Desert Isle Keeper
Never Look Back
Fans of complex thrillers with a unique and sensational hook won’t want to miss Never Look Back, the latest standalone novel from author Alison Gaylin. It enters around a true crime-related podcast and one case with personal ties to the show’s producer.
Robin Diamond is a successful magazine columnist whose marriage may or may not be on the rocks. It’s clear to both Robin and the reader that her husband is hiding something. Robin is convinced he’s having an affair, but she’s not sure how she wants to handle her suspicions. So, when she’s contacted by podcast producer Quintin Garrison, she jumps at the chance to get involved in one of his episodes. At least, she does until she realizes Quintin believes Robin’s mother Renee might be connected to a string of grizzly murders committed in the 1970s by Gabriel LeRoy and his girlfriend April Cooper. Everyone believes LeRoy and Cooper died in a terrible fire, but Quintin has reason to believe that April is actually still alive, and he wants Robin to help him uncover the truth.
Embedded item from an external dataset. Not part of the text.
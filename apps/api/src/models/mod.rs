pub mod career;
pub mod job;
pub mod user;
Quintin wasn’t even born on the terrible day April and Gabriel opened fire on a group of innocent bystanders in a gas station parking lot, but his life has been forever affected by the tragedy. His mother Kate lost her younger sister that day, and her family never recovered, and by the time Quintin was born, Kate was addicted to drugs and unable to be much of a mother to him. Quintin hopes that by finally talking to those involved in the shootings, he’ll be able to lay some of his inner demons to rest, and he’s sure Robin is the perfect person to assist him.
Of course, things don’t go as smoothly as Quintin originally thought they would, and he and Robin soon find themselves enmeshed in a deadly game of cat and mouse with a malevolent person determined to keep the past firmly in the past. Everything Robin thinks she knows about her own family history is called into question, and Quintin is forced to make the greatest sacrifice of all in order to protect her.
Most of the story is told from the points of view of Robin and Quintin, but we also see certain events from other perspectives. This sometimes makes it difficult to keep the large cast of characters straight, but if you pay close attention to what you’re reading, it shouldn’t cause you too much trouble. I was especially drawn to the portions of the book told in April’s voice. Hearing her relate the sequence of events in her own words brought her to life so vividly for me, and I found myself tempted to google her name just to see what would come up. Obviously, this is fiction and I never actually went so far as to search the internet for her, but the story really did feel that real to me.
Given that this is a book about murder, readers should expect a certain amount of graphic violence. The author doesn’t describe things in a way that feels excessive, but those who are troubled by descriptions of gun violence may want to pass this book by due to the disturbing nature of the subject matter.
This is one of those stories where every character you meet has something to hide. No one is who they seem, and it’s impossible to know who to trust. It’s also really difficult to feel a lot of sympathy for certain characters, but I got the distinct impression the author chose to make them unlikable on purpose.
Once you start reading, you won’t want to stop, so be prepared to spend long periods of time with this book. The pacing is pitch-perfect, and the twists are anything but predictable, making Never Look Back a book I’m happy to recommend to fans of dark and gritty novels of psychological suspense.